[DATASET EXCERPTS]
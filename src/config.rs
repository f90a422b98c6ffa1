//! Connector configuration.

use std::time::Duration;

use crate::version::API_VERSION;

/// Server address used by [`NexusConfig::default`].
pub const DEFAULT_SERVER_ADDRESS: &str = "ws://127.0.0.1:3000";

/// Default timeout for opening the WebSocket connection.
const DEFAULT_CONNECT_TIMEOUT: Duration = Duration::from_secs(10);

/// Configuration for a [`Connector`](crate::Connector).
///
/// # Example
///
/// ```
/// use nexus_client::NexusConfig;
///
/// let config = NexusConfig::new("ws://relay.example:3000")
///     .with_debug(true)
///     .with_suppress_missed_warnings(true);
/// assert_eq!(config.server_address, "ws://relay.example:3000");
/// assert_eq!(config.api_version, "1.0.0");
/// ```
#[derive(Debug, Clone)]
pub struct NexusConfig {
    /// URI of the relay server.
    pub server_address: String,
    /// API version compared against the server's `SERVER_INFO`.
    ///
    /// Defaults to the version this crate implements.
    pub api_version: String,
    /// Silence the warning logged when a notification fires with no subscriber.
    pub suppress_missed_warnings: bool,
    /// Log every inbound frame at `debug` level.
    pub debug: bool,
    /// Upper bound for opening the connection in
    /// [`Session::connect`](crate::Session).
    ///
    /// Defaults to **10 seconds**.
    pub connect_timeout: Duration,
}

impl NexusConfig {
    /// Create a configuration for the given server address with default values.
    pub fn new(server_address: impl Into<String>) -> Self {
        Self {
            server_address: server_address.into(),
            api_version: API_VERSION.to_string(),
            suppress_missed_warnings: false,
            debug: false,
            connect_timeout: DEFAULT_CONNECT_TIMEOUT,
        }
    }

    /// Override the client API version.
    #[must_use]
    pub fn with_api_version(mut self, api_version: impl Into<String>) -> Self {
        self.api_version = api_version.into();
        self
    }

    /// Silence or enable missed-notification warnings.
    #[must_use]
    pub fn with_suppress_missed_warnings(mut self, suppress: bool) -> Self {
        self.suppress_missed_warnings = suppress;
        self
    }

    /// Enable or disable per-frame debug logging.
    #[must_use]
    pub fn with_debug(mut self, debug: bool) -> Self {
        self.debug = debug;
        self
    }

    /// Set the connection timeout.
    #[must_use]
    pub fn with_connect_timeout(mut self, timeout: Duration) -> Self {
        self.connect_timeout = timeout;
        self
    }
}

impl Default for NexusConfig {
    fn default() -> Self {
        Self::new(DEFAULT_SERVER_ADDRESS)
    }
}
//! Error types for the Nexus client.

use thiserror::Error;

use crate::role::RoleKind;

/// Errors that can occur when using the Nexus client.
///
/// Usage errors (`InvalidRole`, `RoleMismatch`, `WrongRole`, `InvalidDescriptor`) are
/// returned synchronously from the offending call. Connection and protocol failures
/// are delivered through the failure path of the relevant
/// [`DeferredOutcome`](crate::outcome::DeferredOutcome).
#[derive(Debug, Error)]
pub enum NexusError {
    /// A role name that is not present in the role registry.
    #[error("invalid role name: {0:?}")]
    InvalidRole(String),

    /// A role transition was issued against a connector whose active role differs.
    #[error("cannot leave role {expected} while the connector is {actual}")]
    RoleMismatch {
        /// Role the caller believed to be active.
        expected: RoleKind,
        /// Role that is actually active.
        actual: RoleKind,
    },

    /// The operation is not available in the active role.
    #[error("{operation} is not available in the {role} role")]
    WrongRole {
        /// Name of the rejected operation.
        operation: &'static str,
        /// Role that was active when the call was made.
        role: RoleKind,
    },

    /// A host/join descriptor that is neither a name, a numeric id nor an object.
    #[error("invalid host descriptor: {0}")]
    InvalidDescriptor(String),

    /// The transport failed to open or errored mid-session.
    #[error("server connection failed: {0}")]
    ConnectionFailed(String),

    /// The transport was closed.
    #[error("connection closed ({code}): {reason}")]
    ConnectionClosed {
        /// Close code reported by the transport.
        code: u16,
        /// Close reason reported by the transport.
        reason: String,
    },

    /// The server has no host matching the join request.
    #[error("cannot connect to host{}", reason_suffix(.reason))]
    NoSuchHost {
        /// Optional explanation supplied by the server.
        reason: Option<String>,
    },

    /// Failed to send a message through the transport.
    #[error("transport send error: {0}")]
    TransportSend(String),

    /// Failed to receive a message from the transport.
    #[error("transport receive error: {0}")]
    TransportReceive(String),

    /// The transport connection is already closed.
    #[error("transport connection closed")]
    TransportClosed,

    /// Attempted an operation that requires a live connection.
    #[error("not connected to server")]
    NotConnected,

    /// Failed to serialize or deserialize a frame.
    #[error("serialization error: {0}")]
    Serialization(#[from] serde_json::Error),

    /// An operation timed out.
    #[error("operation timed out")]
    Timeout,

    /// An I/O error occurred.
    #[error("I/O error: {0}")]
    Io(#[from] std::io::Error),
}

fn reason_suffix(reason: &Option<String>) -> String {
    reason
        .as_deref()
        .map(|r| format!(": {r}"))
        .unwrap_or_default()
}

impl NexusError {
    /// Returns `true` for programmer misuse that should be fixed during development.
    pub fn is_usage_error(&self) -> bool {
        matches!(
            self,
            Self::InvalidRole(_)
                | Self::RoleMismatch { .. }
                | Self::WrongRole { .. }
                | Self::InvalidDescriptor(_)
        )
    }
}

/// A specialized [`Result`] type for Nexus client operations.
pub type Result<T> = std::result::Result<T, NexusError>;

#[cfg(test)]
#[allow(clippy::unwrap_used, clippy::expect_used, clippy::panic)]
mod tests {
    use super::*;

    #[test]
    fn no_such_host_message_includes_reason() {
        let plain = NexusError::NoSuchHost { reason: None };
        assert_eq!(plain.to_string(), "cannot connect to host");

        let detailed = NexusError::NoSuchHost {
            reason: Some("room closed".into()),
        };
        assert_eq!(detailed.to_string(), "cannot connect to host: room closed");
    }

    #[test]
    fn usage_errors_are_classified() {
        assert!(NexusError::InvalidRole("Spectator".into()).is_usage_error());
        assert!(NexusError::WrongRole {
            operation: "host",
            role: RoleKind::Dead,
        }
        .is_usage_error());
        assert!(!NexusError::NotConnected.is_usage_error());
        assert!(!NexusError::NoSuchHost { reason: None }.is_usage_error());
    }
}
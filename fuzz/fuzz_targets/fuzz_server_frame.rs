#![no_main]

use libfuzzer_sys::fuzz_target;

fuzz_target!(|data: &[u8]| {
    let _ = serde_json::from_slice::<nexus_client::ServerFrame>(data);

    if let Ok(s) = std::str::from_utf8(data) {
        let _ = nexus_client::ServerFrame::from_text(s);
    }
});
[/DATASET EXCERPTS]
## REQUIRED ACTION:
Only the lines above starting at the line that holds "the relay server." and ending at the line that holds "fn default() ->" are to be repeated, exactly and in full.

## SOLVED EXERCISE:
    /// URI of the relay server.
    pub server_address: String,
    /// API version compared against the server's `SERVER_INFO`.
    ///
    /// Defaults to the version this crate implements.
    pub api_version: String,
    /// Silence the warning logged when a notification fires with no subscriber.
    pub suppress_missed_warnings: bool,
    /// Log every inbound frame at `debug` level.
    pub debug: bool,
    /// Upper bound for opening the connection in
    /// [`Session::connect`](crate::Session).
    ///
    /// Defaults to **10 seconds**.
    pub connect_timeout: Duration,
}

impl NexusConfig {
    /// Create a configuration for the given server address with default values.
    pub fn new(server_address: impl Into<String>) -> Self {
        Self {
            server_address: server_address.into(),
            api_version: API_VERSION.to_string(),
            suppress_missed_warnings: false,
            debug: false,
            connect_timeout: DEFAULT_CONNECT_TIMEOUT,
        }
    }

    /// Override the client API version.
    #[must_use]
    pub fn with_api_version(mut self, api_version: impl Into<String>) -> Self {
        self.api_version = api_version.into();
        self
    }

    /// Silence or enable missed-notification warnings.
    #[must_use]
    pub fn with_suppress_missed_warnings(mut self, suppress: bool) -> Self {
        self.suppress_missed_warnings = suppress;
        self
    }

    /// Enable or disable per-frame debug logging.
    #[must_use]
    pub fn with_debug(mut self, debug: bool) -> Self {
        self.debug = debug;
        self
    }

    /// Set the connection timeout.
    #[must_use]
    pub fn with_connect_timeout(mut self, timeout: Duration) -> Self {
        self.connect_timeout = timeout;
        self
    }
}

impl Default for NexusConfig {
    fn default() -> Self {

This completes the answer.